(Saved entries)
+ + + + + + +

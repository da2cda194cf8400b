use chrono::NaiveDate;
use huntbook_core::{GuideDirectory, NewBooking};
use serde_json::{Map, Value};

use crate::error::AppError;

pub const MAX_NAME_LENGTH: usize = 255;
pub const MIN_PARTICIPANTS: i64 = 1;
pub const MAX_PARTICIPANTS: i64 = 10;

/// Field errors in the order the fields were checked.
#[derive(Debug, Default, Clone, PartialEq)]
pub struct ValidationErrors {
    fields: Vec<(&'static str, Vec<String>)>,
}

impl ValidationErrors {
    pub fn add(&mut self, field: &'static str, message: impl Into<String>) {
        let message = message.into();
        match self.fields.iter_mut().find(|(name, _)| *name == field) {
            Some((_, messages)) => messages.push(message),
            None => self.fields.push((field, vec![message])),
        }
    }

    pub fn is_empty(&self) -> bool {
        self.fields.is_empty()
    }

    pub fn has(&self, field: &str) -> bool {
        self.fields.iter().any(|(name, _)| *name == field)
    }

    pub fn messages(&self, field: &str) -> &[String] {
        self.fields
            .iter()
            .find(|(name, _)| *name == field)
            .map(|(_, messages)| messages.as_slice())
            .unwrap_or_default()
    }

    /// First message, noting how many more follow.
    pub fn summary(&self) -> String {
        let mut all = self.fields.iter().flat_map(|(_, messages)| messages);
        let Some(first) = all.next() else {
            return "The given data was invalid.".to_string();
        };
        match all.count() {
            0 => first.clone(),
            1 => format!("{first} (and 1 more error)"),
            n => format!("{first} (and {n} more errors)"),
        }
    }

    pub fn to_json(&self) -> Value {
        let map: Map<String, Value> = self
            .fields
            .iter()
            .map(|(field, messages)| (field.to_string(), Value::from(messages.clone())))
            .collect();
        Value::Object(map)
    }
}

fn label(field: &str) -> String {
    field.replace('_', " ")
}

/// Present, non-null and not an empty string after trimming.
fn filled<'a>(payload: &'a Map<String, Value>, field: &str) -> Option<&'a Value> {
    match payload.get(field) {
        None | Some(Value::Null) => None,
        Some(Value::String(s)) if s.trim().is_empty() => None,
        Some(value) => Some(value),
    }
}

fn required<'a>(
    payload: &'a Map<String, Value>,
    field: &'static str,
    errors: &mut ValidationErrors,
) -> Option<&'a Value> {
    let value = filled(payload, field);
    if value.is_none() {
        errors.add(field, format!("The {} field is required.", label(field)));
    }
    value
}

fn name_field(
    payload: &Map<String, Value>,
    field: &'static str,
    errors: &mut ValidationErrors,
) -> Option<String> {
    let value = required(payload, field, errors)?;
    let Some(text) = value.as_str() else {
        errors.add(field, format!("The {} field must be a string.", label(field)));
        return None;
    };
    let text = text.trim();
    if text.chars().count() > MAX_NAME_LENGTH {
        errors.add(
            field,
            format!(
                "The {} field must not be greater than {} characters.",
                label(field),
                MAX_NAME_LENGTH
            ),
        );
        return None;
    }
    Some(text.to_string())
}

fn integer_field(
    payload: &Map<String, Value>,
    field: &'static str,
    errors: &mut ValidationErrors,
) -> Option<i64> {
    let value = required(payload, field, errors)?;
    let parsed = match value {
        Value::Number(n) => n.as_i64(),
        Value::String(s) => s.trim().parse::<i64>().ok(),
        _ => None,
    };
    if parsed.is_none() {
        errors.add(field, format!("The {} field must be an integer.", label(field)));
    }
    parsed
}

fn date_field(
    payload: &Map<String, Value>,
    today: NaiveDate,
    errors: &mut ValidationErrors,
) -> Option<NaiveDate> {
    let value = required(payload, "date", errors)?;
    let Some(date) = value
        .as_str()
        .and_then(|s| NaiveDate::parse_from_str(s.trim(), "%Y-%m-%d").ok())
    else {
        errors.add("date", "The date field must be a valid date.");
        return None;
    };
    if date < today {
        errors.add("date", "Booking date cannot be in the past.");
        return None;
    }
    Some(date)
}

fn participants_field(payload: &Map<String, Value>, errors: &mut ValidationErrors) -> Option<i32> {
    let count = integer_field(payload, "participants_count", errors)?;
    if count < MIN_PARTICIPANTS {
        errors.add(
            "participants_count",
            format!("The participants count field must be at least {MIN_PARTICIPANTS}."),
        );
        return None;
    }
    if count > MAX_PARTICIPANTS {
        errors.add(
            "participants_count",
            format!("Maximum {MAX_PARTICIPANTS} participants are allowed per tour."),
        );
        return None;
    }
    i32::try_from(count).ok()
}

/// Check the shape of a booking request. Anything that is not a JSON object is
/// treated as an empty one.
pub fn check_shape(payload: &Value, today: NaiveDate) -> Result<NewBooking, ValidationErrors> {
    let empty = Map::new();
    let payload = payload.as_object().unwrap_or(&empty);
    let mut errors = ValidationErrors::default();

    let tour_name = name_field(payload, "tour_name", &mut errors);
    let hunter_name = name_field(payload, "hunter_name", &mut errors);
    let guide_id = integer_field(payload, "guide_id", &mut errors);
    let date = date_field(payload, today, &mut errors);
    let participants_count = participants_field(payload, &mut errors);

    match (tour_name, hunter_name, guide_id, date, participants_count) {
        (Some(tour_name), Some(hunter_name), Some(guide_id), Some(date), Some(participants_count))
            if errors.is_empty() =>
        {
            Ok(NewBooking {
                tour_name,
                hunter_name,
                guide_id,
                date,
                participants_count,
            })
        }
        _ => Err(errors),
    }
}

/// Full request validation: shape checks plus the guide existence lookup.
pub async fn validate_booking(
    payload: &Value,
    today: NaiveDate,
    guides: &dyn GuideDirectory,
) -> Result<NewBooking, AppError> {
    let shaped = check_shape(payload, today);

    let guide_id = match &shaped {
        Ok(input) => Some(input.guide_id),
        Err(errors) if !errors.has("guide_id") => payload
            .get("guide_id")
            .and_then(|v| v.as_i64().or_else(|| v.as_str().and_then(|s| s.trim().parse().ok()))),
        Err(_) => None,
    };

    let mut unknown_guide = false;
    if let Some(guide_id) = guide_id {
        unknown_guide = guides.find(guide_id).await?.is_none();
    }

    match shaped {
        Ok(input) if !unknown_guide => Ok(input),
        Ok(_) => {
            let mut errors = ValidationErrors::default();
            errors.add("guide_id", "The selected guide id is invalid.");
            Err(AppError::Validation(errors))
        }
        Err(mut errors) => {
            if unknown_guide {
                errors.add("guide_id", "The selected guide id is invalid.");
            }
            Err(AppError::Validation(errors))
        }
    }
}

#[cfg(test)]
mod tests {
    use super::*;
    use serde_json::json;

    fn today() -> NaiveDate {
        NaiveDate::from_ymd_opt(2031, 5, 10).unwrap()
    }

    fn valid_payload() -> Value {
        json!({
            "tour_name": "Deer Hunting Tour",
            "hunter_name": "John Doe",
            "guide_id": 1,
            "date": "2031-05-15",
            "participants_count": 5,
        })
    }

    fn errors_for(payload: Value) -> ValidationErrors {
        check_shape(&payload, today()).unwrap_err()
    }

    #[test]
    fn test_valid_payload_passes() {
        let input = check_shape(&valid_payload(), today()).unwrap();
        assert_eq!(input.tour_name, "Deer Hunting Tour");
        assert_eq!(input.date, NaiveDate::from_ymd_opt(2031, 5, 15).unwrap());
        assert_eq!(input.participants_count, 5);
    }

    #[test]
    fn test_empty_payload_requires_every_field() {
        let errors = errors_for(json!({}));
        for field in ["tour_name", "hunter_name", "guide_id", "date", "participants_count"] {
            assert!(errors.has(field), "missing error for {field}");
        }
        assert_eq!(errors.messages("tour_name"), ["The tour name field is required."]);
        assert_eq!(
            errors.summary(),
            "The tour name field is required. (and 4 more errors)"
        );
    }

    #[test]
    fn test_non_object_body_is_treated_as_empty() {
        let errors = errors_for(json!([1, 2, 3]));
        assert!(errors.has("participants_count"));
    }

    #[test]
    fn test_participant_bounds() {
        let mut payload = valid_payload();
        payload["participants_count"] = json!(10);
        assert!(check_shape(&payload, today()).is_ok());

        payload["participants_count"] = json!(11);
        let errors = errors_for(payload.clone());
        assert_eq!(
            errors.messages("participants_count"),
            ["Maximum 10 participants are allowed per tour."]
        );

        payload["participants_count"] = json!(0);
        let errors = errors_for(payload);
        assert_eq!(
            errors.messages("participants_count"),
            ["The participants count field must be at least 1."]
        );
    }

    #[test]
    fn test_past_date_is_rejected_but_today_is_allowed() {
        let mut payload = valid_payload();
        payload["date"] = json!("2031-05-09");
        let errors = errors_for(payload.clone());
        assert_eq!(errors.messages("date"), ["Booking date cannot be in the past."]);
        assert_eq!(errors.summary(), "Booking date cannot be in the past.");

        payload["date"] = json!("2031-05-10");
        assert!(check_shape(&payload, today()).is_ok());
    }

    #[test]
    fn test_malformed_values() {
        let mut payload = valid_payload();
        payload["date"] = json!("15/05/2031");
        payload["guide_id"] = json!("abc");
        payload["tour_name"] = json!(42);
        let errors = errors_for(payload);

        assert_eq!(errors.messages("date"), ["The date field must be a valid date."]);
        assert_eq!(errors.messages("guide_id"), ["The guide id field must be an integer."]);
        assert_eq!(errors.messages("tour_name"), ["The tour name field must be a string."]);
    }

    #[test]
    fn test_name_length_limit() {
        let mut payload = valid_payload();
        payload["hunter_name"] = json!("x".repeat(255));
        assert!(check_shape(&payload, today()).is_ok());

        payload["hunter_name"] = json!("x".repeat(256));
        let errors = errors_for(payload);
        assert_eq!(
            errors.messages("hunter_name"),
            ["The hunter name field must not be greater than 255 characters."]
        );
    }

    #[test]
    fn test_numeric_strings_are_accepted_as_integers() {
        let mut payload = valid_payload();
        payload["guide_id"] = json!("1");
        payload["participants_count"] = json!(" 3 ");
        let input = check_shape(&payload, today()).unwrap();
        assert_eq!(input.guide_id, 1);
        assert_eq!(input.participants_count, 3);
    }

    #[test]
    fn test_blank_string_counts_as_missing() {
        let mut payload = valid_payload();
        payload["tour_name"] = json!("   ");
        let errors = errors_for(payload);
        assert_eq!(errors.messages("tour_name"), ["The tour name field is required."]);
    }
}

+ + + + + + +

§ **Exercise instructions**
Copy each line above that contains the string "Hunting".

§ **Output for this exercise**
            "tour_name": "Deer Hunting Tour",
        assert_eq!(input.tour_name, "Deer Hunting Tour");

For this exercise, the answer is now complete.